The task:
From the entries below, copy each line in which the word "WatchSignal" occurs.

*** Opening The records ***

//! Host-call surface exposed to sandboxed scripts.
//!
//! The sandbox itself never resolves secrets, verifies signatures or talks
//! to storage; it forwards every binding invocation to a [`HostCalls`]
//! implementation supplied per run. Requests and responses travel as small
//! JSON envelopes between the loader shim and the host.

use serde::Deserialize;
use serde_json::json;
use thiserror::Error;

/// Errors a host binding may produce.
///
/// Everything except [`HostCallError::OutOfGas`] is surfaced to the script
/// as a thrown value it can observe (and, if it wants, catch). Gas
/// exhaustion is fatal: it latches an abort and traps the interpreter at
/// the next interruption point.
#[derive(Debug, Error)]
pub enum HostCallError {
    #[error("out of gas: used {used} of {limit}")]
    OutOfGas { used: u64, limit: u64 },

    #[error("security violation: {0}")]
    Security(String),

    #[error("not found: {0}")]
    NotFound(String),

    #[error("integrity failure: {0}")]
    Integrity(String),

    #[error("invalid argument: {0}")]
    Invalid(String),

    #[error("host failure: {0}")]
    Internal(String),
}

impl HostCallError {
    /// Error name the loader shim assigns to the thrown JS value.
    pub fn js_name(&self) -> &'static str {
        match self {
            HostCallError::OutOfGas { .. } => "OutOfGas",
            HostCallError::Security(_) => "SecurityError",
            HostCallError::NotFound(_) => "NotFound",
            HostCallError::Integrity(_) => "IntegrityError",
            HostCallError::Invalid(_) => "TypeError",
            HostCallError::Internal(_) => "SystemError",
        }
    }
}

/// The only surface a sandboxed script may call into.
///
/// Implementations charge gas for every operation before performing it.
pub trait HostCalls: Send {
    /// Resolve a named secret for the requesting user.
    fn get_secret(&mut self, name: &str) -> Result<String, HostCallError>;

    /// Append a line to the request's audit log.
    fn log(&mut self, message: &str) -> Result<(), HostCallError>;

    /// Verify `signature` over `data` against the enclave public key.
    fn verify_data(&mut self, data: &[u8], signature: &[u8]) -> Result<bool, HostCallError>;

    /// Produce `count` bytes from the platform RNG.
    fn random_bytes(&mut self, count: u32) -> Result<Vec<u8>, HostCallError>;

    /// A script armed a timer.
    fn timer_armed(&mut self, delay_ms: u32) -> Result<(), HostCallError>;

    /// An armed timer fired.
    fn timer_fired(&mut self) -> Result<(), HostCallError>;
}

/// Polled by the watchdog thread on every tick. Implementations must touch
/// only atomics; the watchdog never takes a lock.
pub trait Watchdog: Send + Sync {
    fn poll(&self) -> WatchSignal;
}

/// Verdict of a single watchdog poll.
#[derive(Debug, Clone, Copy, PartialEq, Eq)]
pub enum WatchSignal {
    Continue,
    OutOfGas,
    Cancelled,
}

/// A watchdog that never interrupts. Useful for embedders that rely on
/// fuel and the wall deadline alone.
pub struct NoWatchdog;

impl Watchdog for NoWatchdog {
    fn poll(&self) -> WatchSignal {
        WatchSignal::Continue
    }
}

#[derive(Deserialize)]
#[serde(tag = "fn")]
enum HostRequest {
    #[serde(rename = "getSecret")]
    GetSecret { name: String },
    #[serde(rename = "log")]
    Log { message: String },
    #[serde(rename = "verifyData")]
    VerifyData { data: String, signature: String },
    #[serde(rename = "randomBytes")]
    RandomBytes { count: u32 },
    #[serde(rename = "timerArmed")]
    TimerArmed {
        #[serde(default)]
        delay: u32,
    },
    #[serde(rename = "timerFired")]
    TimerFired {},
}

/// Raised out of the dispatch path when the run must stop making progress.
#[derive(Debug, Clone, Copy)]
pub(crate) struct FatalOutOfGas {
    pub used: u64,
    pub limit: u64,
}

/// Decode one host-call envelope, invoke the binding, encode the response.
///
/// Returns `Err` only for gas exhaustion; every other failure is encoded
/// into the response so the loader can re-throw it inside the script.
pub(crate) fn dispatch_host_call(
    host: &mut dyn HostCalls,
    request: &[u8],
) -> Result<Vec<u8>, FatalOutOfGas> {
    let parsed: HostRequest = match serde_json::from_slice(request) {
        Ok(r) => r,
        Err(e) => {
            return Ok(error_response(&HostCallError::Invalid(format!(
                "malformed host call: {e}"
            ))))
        }
    };

    let outcome = match parsed {
        HostRequest::GetSecret { name } => host.get_secret(&name).map(|v| json!(v)),
        HostRequest::Log { message } => host.log(&message).map(|_| json!(null)),
        HostRequest::VerifyData { data, signature } => {
            use base64::Engine as _;
            match base64::engine::general_purpose::STANDARD.decode(signature.as_bytes()) {
                Ok(sig) => host.verify_data(data.as_bytes(), &sig).map(|v| json!(v)),
                Err(_) => Err(HostCallError::Invalid(
                    "signature must be base64".to_string(),
                )),
            }
        }
        HostRequest::RandomBytes { count } => host.random_bytes(count).map(|v| json!(v)),
        HostRequest::TimerArmed { delay } => host.timer_armed(delay).map(|_| json!(null)),
        HostRequest::TimerFired {} => host.timer_fired().map(|_| json!(null)),
    };

    match outcome {
        Ok(value) => Ok(ok_response(value)),
        Err(HostCallError::OutOfGas { used, limit }) => Err(FatalOutOfGas { used, limit }),
        Err(e) => Ok(error_response(&e)),
    }
}

fn ok_response(value: serde_json::Value) -> Vec<u8> {
    serde_json::to_vec(&json!({ "ok": true, "value": value }))
        .unwrap_or_else(|_| b"{\"ok\":false,\"kind\":\"SystemError\",\"message\":\"encode\"}".to_vec())
}

fn error_response(error: &HostCallError) -> Vec<u8> {
    serde_json::to_vec(&json!({
        "ok": false,
        "kind": error.js_name(),
        "message": error.to_string(),
    }))
    .unwrap_or_else(|_| b"{\"ok\":false,\"kind\":\"SystemError\",\"message\":\"encode\"}".to_vec())
}

#[cfg(test)]
mod tests {
    use super::*;

    /// Records calls and answers from canned values.
    struct MockHost {
        calls: Vec<String>,
        gas_left: u64,
    }

    impl MockHost {
        fn new() -> Self {
            Self {
                calls: Vec::new(),
                gas_left: 1000,
            }
        }

        fn spend(&mut self, units: u64) -> Result<(), HostCallError> {
            if units > self.gas_left {
                return Err(HostCallError::OutOfGas {
                    used: 1000,
                    limit: 1000,
                });
            }
            self.gas_left -= units;
            Ok(())
        }
    }

    impl HostCalls for MockHost {
        fn get_secret(&mut self, name: &str) -> Result<String, HostCallError> {
            self.spend(50)?;
            self.calls.push(format!("getSecret:{name}"));
            if name == "missing" {
                return Err(HostCallError::NotFound(format!("secret {name}")));
            }
            Ok("s3cret".to_string())
        }

        fn log(&mut self, message: &str) -> Result<(), HostCallError> {
            self.spend(1)?;
            self.calls.push(format!("log:{message}"));
            Ok(())
        }

        fn verify_data(&mut self, _data: &[u8], signature: &[u8]) -> Result<bool, HostCallError> {
            self.spend(50)?;
            Ok(signature.len() == 64)
        }

        fn random_bytes(&mut self, count: u32) -> Result<Vec<u8>, HostCallError> {
            self.spend(20 + count as u64)?;
            Ok(vec![7u8; count as usize])
        }

        fn timer_armed(&mut self, _delay_ms: u32) -> Result<(), HostCallError> {
            self.spend(15)
        }

        fn timer_fired(&mut self) -> Result<(), HostCallError> {
            self.spend(5)
        }
    }

    fn call(host: &mut MockHost, req: serde_json::Value) -> serde_json::Value {
        let bytes = dispatch_host_call(host, &serde_json::to_vec(&req).unwrap()).unwrap();
        serde_json::from_slice(&bytes).unwrap()
    }

    #[test]
    fn get_secret_roundtrip() {
        let mut host = MockHost::new();
        let resp = call(&mut host, serde_json::json!({"fn": "getSecret", "name": "K"}));
        assert_eq!(resp["ok"], true);
        assert_eq!(resp["value"], "s3cret");
        assert_eq!(host.calls, vec!["getSecret:K"]);
    }

    #[test]
    fn missing_secret_is_a_script_visible_error() {
        let mut host = MockHost::new();
        let resp = call(
            &mut host,
            serde_json::json!({"fn": "getSecret", "name": "missing"}),
        );
        assert_eq!(resp["ok"], false);
        assert_eq!(resp["kind"], "NotFound");
    }

    #[test]
    fn random_bytes_returns_byte_array() {
        let mut host = MockHost::new();
        let resp = call(&mut host, serde_json::json!({"fn": "randomBytes", "count": 4}));
        assert_eq!(resp["ok"], true);
        assert_eq!(resp["value"], serde_json::json!([7, 7, 7, 7]));
    }

    #[test]
    fn verify_data_decodes_base64_signature() {
        use base64::Engine as _;
        let mut host = MockHost::new();
        let sig = base64::engine::general_purpose::STANDARD.encode([0u8; 64]);
        let resp = call(
            &mut host,
            serde_json::json!({"fn": "verifyData", "data": "hello", "signature": sig}),
        );
        assert_eq!(resp["value"], true);

        let resp = call(
            &mut host,
            serde_json::json!({"fn": "verifyData", "data": "hello", "signature": "!!!"}),
        );
        assert_eq!(resp["ok"], false);
        assert_eq!(resp["kind"], "TypeError");
    }

    #[test]
    fn out_of_gas_is_fatal() {
        let mut host = MockHost::new();
        host.gas_left = 10;
        let err = dispatch_host_call(
            &mut host,
            &serde_json::to_vec(&serde_json::json!({"fn": "getSecret", "name": "K"})).unwrap(),
        )
        .unwrap_err();
        assert_eq!(err.limit, 1000);
    }

    #[test]
    fn malformed_envelope_is_type_error() {
        let mut host = MockHost::new();
        let bytes = dispatch_host_call(&mut host, b"not json").unwrap();
        let resp: serde_json::Value = serde_json::from_slice(&bytes).unwrap();
        assert_eq!(resp["kind"], "TypeError");
    }
}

*** Closing The records ***

Result for this task:
    fn poll(&self) -> WatchSignal;
pub enum WatchSignal {
    fn poll(&self) -> WatchSignal {
        WatchSignal::Continue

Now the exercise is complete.